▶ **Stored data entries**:
#[cfg(test)]
mod tests {

    use std::time::{Duration, Instant};
    use crate::core::{AppConfig, PlaybackError};
    use crate::gui::app::{FeedApp, MAX_ACTIVITY_ENTRIES};
    use crate::playback::{Bounds, PlaybackPhase};
    use crate::video::{MediaEvent, PreloadHint, SlotId};

    // Small, fast feed so tests don't wait on the simulated network
    fn create_test_app() -> FeedApp {
        let mut config = AppConfig::default();
        config.feed.slot_count = 3;
        config.feed.load_delay_ms = 1;
        config.feed.play_latency_ms = 1;
        FeedApp::with_config(config).expect("app should build")
    }

    fn viewport() -> Bounds {
        Bounds::new(0.0, 0.0, 400.0, 800.0)
    }

    fn fully_visible() -> Bounds {
        Bounds::new(0.0, 100.0, 400.0, 400.0)
    }

    /// Keeps pumping events until `done` holds or two seconds pass.
    fn pump_until(app: &mut FeedApp, done: impl Fn(&FeedApp) -> bool) -> bool {
        let deadline = Instant::now() + Duration::from_secs(2);
        while Instant::now() < deadline {
            app.process_media_events();
            app.run_frame(Instant::now());
            if done(app) {
                return true;
            }
            std::thread::sleep(Duration::from_millis(5));
        }
        false
    }

    #[test]
    fn test_app_initialization() {
        let app = create_test_app();

        assert_eq!(app.slots.len(), 3);
        assert_eq!(app.playing_count(), 0);
        assert!(app.activity.is_empty());
        for slot in &app.slots {
            assert_eq!(slot.controller.phase(), PlaybackPhase::Paused);
            assert_eq!(slot.controller.preload_hint(), PreloadHint::Metadata);
            assert!(slot.controller.observer().is_observing());
        }
        assert_eq!(app.slots[0].title, "Clip #1");
    }

    #[test]
    fn test_invalid_config_is_rejected() {
        let mut config = AppConfig::default();
        config.thresholds.pause_threshold = 0.9;
        assert!(FeedApp::with_config(config).is_err());
    }

    #[test]
    fn test_visible_slot_starts_playing() {
        let mut app = create_test_app();
        let now = Instant::now();

        app.observe_slot(0, fully_visible(), viewport(), now);
        assert_eq!(app.slots[0].controller.preload_hint(), PreloadHint::Auto);
        app.run_frame(now);

        assert!(pump_until(&mut app, |app| app.slots[0].controller.is_playing()));
        assert_eq!(app.playing_count(), 1);
        assert_eq!(app.slots[0].controller.element().play_calls(), 1);
    }

    #[test]
    fn test_offscreen_slots_stay_idle() {
        let mut app = create_test_app();
        let now = Instant::now();

        // Far below the viewport and its preload margin
        app.observe_slot(1, Bounds::new(0.0, 5000.0, 400.0, 400.0), viewport(), now);
        app.run_frame(now);

        let slot = &app.slots[1];
        assert_eq!(slot.controller.preload_hint(), PreloadHint::Metadata);
        assert_eq!(slot.controller.element().play_calls(), 0);
    }

    #[test]
    fn test_click_marks_activation_and_user_intent() {
        let mut app = create_test_app();
        assert!(!app.activation.load(std::sync::atomic::Ordering::SeqCst));

        app.handle_click(2, Instant::now());

        assert!(app.activation.load(std::sync::atomic::Ordering::SeqCst));
        assert!(app.slots[2].controller.is_user_initiated());
        assert_eq!(app.activity.len(), 1);
        assert_eq!(app.activity[0].slot, "Clip #3");
    }

    #[test]
    fn test_failing_slot_surfaces_load_error() {
        let mut config = AppConfig::default();
        config.feed.slot_count = 2;
        config.feed.load_delay_ms = 1;
        config.feed.failing_slots = vec![1];
        let mut app = FeedApp::with_config(config).expect("app should build");

        app.observe_slot(1, fully_visible(), viewport(), Instant::now());
        assert!(pump_until(&mut app, |app| app.slots[1].controller.load_error().is_some()));
        assert!(matches!(app.slots[1].controller.load_error(), Some(PlaybackError::LoadFailed(_))));
        assert!(!app.slots[1].controller.is_playing());
    }

    #[test]
    fn test_rebuild_disposes_old_slots() {
        let mut app = create_test_app();
        let old_id = app.slots[0].controller.id().clone();

        app.rebuild_feed();

        assert_eq!(app.slots.len(), 3);
        assert!(app.slot_index(&old_id).is_none());
        assert!(app.slots.iter().all(|slot| slot.controller.is_mounted()));

        // Late events for the old slot are dropped
        app.event_sender.send((old_id, MediaEvent::CanPlay)).expect("receiver alive");
        app.process_media_events();
        assert!(app.activity.is_empty());
    }

    #[test]
    fn test_events_for_unknown_slot_are_ignored() {
        let mut app = create_test_app();
        app.event_sender
            .send((SlotId::from("nobody"), MediaEvent::Played))
            .expect("receiver alive");
        app.process_media_events();
        assert_eq!(app.playing_count(), 0);
    }

    #[test]
    fn test_activity_log_is_capped() {
        let mut app = create_test_app();
        let now = Instant::now();
        for _ in 0..(MAX_ACTIVITY_ENTRIES + 20) {
            app.handle_click(0, now);
        }
        assert_eq!(app.activity.len(), MAX_ACTIVITY_ENTRIES);
    }
}
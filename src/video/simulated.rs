use std::sync::atomic::{AtomicBool, AtomicU64, Ordering};
use std::sync::Arc;
use std::time::Duration;

use tokio::runtime::Handle;
use tokio::sync::mpsc;

use crate::video::{AttemptId, MediaElement, MediaEvent, PlayRejection, PreloadHint, SlotId};

/// Event as posted by a simulated element, tagged with its slot.
pub type SlotEvent = (SlotId, MediaEvent);

/// How a simulated element behaves.
#[derive(Debug, Clone)]
pub struct SimulatedBehavior {
    pub load_delay: Duration,
    pub play_latency: Duration,
    /// Reject play until the page has seen a user gesture
    pub block_autoplay: bool,
    pub fail_load: bool,
}

impl Default for SimulatedBehavior {
    fn default() -> Self {
        Self {
            load_delay: Duration::from_millis(800),
            play_latency: Duration::from_millis(120),
            block_autoplay: false,
            fail_load: false,
        }
    }
}

/// A media element whose buffering and play settlement happen on a tokio
/// runtime. Results come back through the shared event channel, so the host
/// drains them on its own schedule just like browser media events.
pub struct SimulatedVideo {
    id: SlotId,
    behavior: SimulatedBehavior,
    runtime: Handle,
    events: mpsc::UnboundedSender<SlotEvent>,
    /// Page-wide "the user has interacted" flag
    activation: Arc<AtomicBool>,
    ready: Arc<AtomicBool>,
    /// Bumped on every pause so in-flight requests know they were interrupted
    pause_generation: Arc<AtomicU64>,
    loading: bool,
    preload: PreloadHint,
    play_calls: usize,
    pause_calls: usize,
}

impl SimulatedVideo {
    pub fn new(
        id: SlotId,
        behavior: SimulatedBehavior,
        runtime: Handle,
        events: mpsc::UnboundedSender<SlotEvent>,
        activation: Arc<AtomicBool>,
    ) -> Self {
        Self {
            id,
            behavior,
            runtime,
            events,
            activation,
            ready: Arc::new(AtomicBool::new(false)),
            pause_generation: Arc::new(AtomicU64::new(0)),
            loading: false,
            preload: PreloadHint::Metadata,
            play_calls: 0,
            pause_calls: 0,
        }
    }

    pub fn id(&self) -> &SlotId {
        &self.id
    }

    pub fn preload(&self) -> PreloadHint {
        self.preload
    }

    pub fn play_calls(&self) -> usize {
        self.play_calls
    }

    pub fn pause_calls(&self) -> usize {
        self.pause_calls
    }

    fn send(events: &mpsc::UnboundedSender<SlotEvent>, id: &SlotId, event: MediaEvent) {
        // The receiver only goes away when the feed shuts down
        if events.send((id.clone(), event)).is_err() {
            log::debug!("{}: event channel closed", id);
        }
    }

    fn start_loading(&mut self) {
        if self.loading {
            return;
        }
        self.loading = true;
        log::debug!("{}: loading media", self.id);

        let id = self.id.clone();
        let events = self.events.clone();
        let ready = self.ready.clone();
        let delay = self.behavior.load_delay;
        let fail = self.behavior.fail_load;

        self.runtime.spawn(async move {
            tokio::time::sleep(delay).await;
            if fail {
                Self::send(&events, &id, MediaEvent::LoadFailed("source could not be decoded".to_string()));
            } else {
                ready.store(true, Ordering::SeqCst);
                Self::send(&events, &id, MediaEvent::CanPlay);
            }
        });
    }
}

impl MediaElement for SimulatedVideo {
    fn is_ready(&self) -> bool {
        self.ready.load(Ordering::SeqCst)
    }

    fn play(&mut self, attempt: AttemptId) {
        self.play_calls += 1;
        self.start_loading();

        let id = self.id.clone();
        let events = self.events.clone();
        let latency = self.behavior.play_latency;

        if self.behavior.block_autoplay && !self.activation.load(Ordering::SeqCst) {
            self.runtime.spawn(async move {
                tokio::time::sleep(latency).await;
                Self::send(&events, &id, MediaEvent::PlaySettled {
                    attempt,
                    result: Err(PlayRejection::not_allowed()),
                });
            });
            return;
        }

        if self.behavior.fail_load {
            self.runtime.spawn(async move {
                tokio::time::sleep(latency).await;
                Self::send(&events, &id, MediaEvent::PlaySettled {
                    attempt,
                    result: Err(PlayRejection::new("NotSupportedError", "no supported source was found")),
                });
            });
            return;
        }

        // The play notification goes out before the request settles
        Self::send(&self.events, &self.id, MediaEvent::Played);

        let generation = self.pause_generation.clone();
        let issued_at = generation.load(Ordering::SeqCst);
        self.runtime.spawn(async move {
            tokio::time::sleep(latency).await;
            let result = if generation.load(Ordering::SeqCst) == issued_at {
                Ok(())
            } else {
                Err(PlayRejection::aborted())
            };
            Self::send(&events, &id, MediaEvent::PlaySettled { attempt, result });
        });
    }

    fn pause(&mut self) {
        self.pause_calls += 1;
        self.pause_generation.fetch_add(1, Ordering::SeqCst);
        Self::send(&self.events, &self.id, MediaEvent::Paused);
    }

    fn set_preload(&mut self, hint: PreloadHint) {
        self.preload = hint;
        if hint == PreloadHint::Auto {
            self.start_loading();
        }
    }
}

▶ **THE PROBLEM**: In how many lines of the records does the word "Ordering" appear? Answer with the number only.

▶ **RESPONSE TO THIS EXERCISE**: 9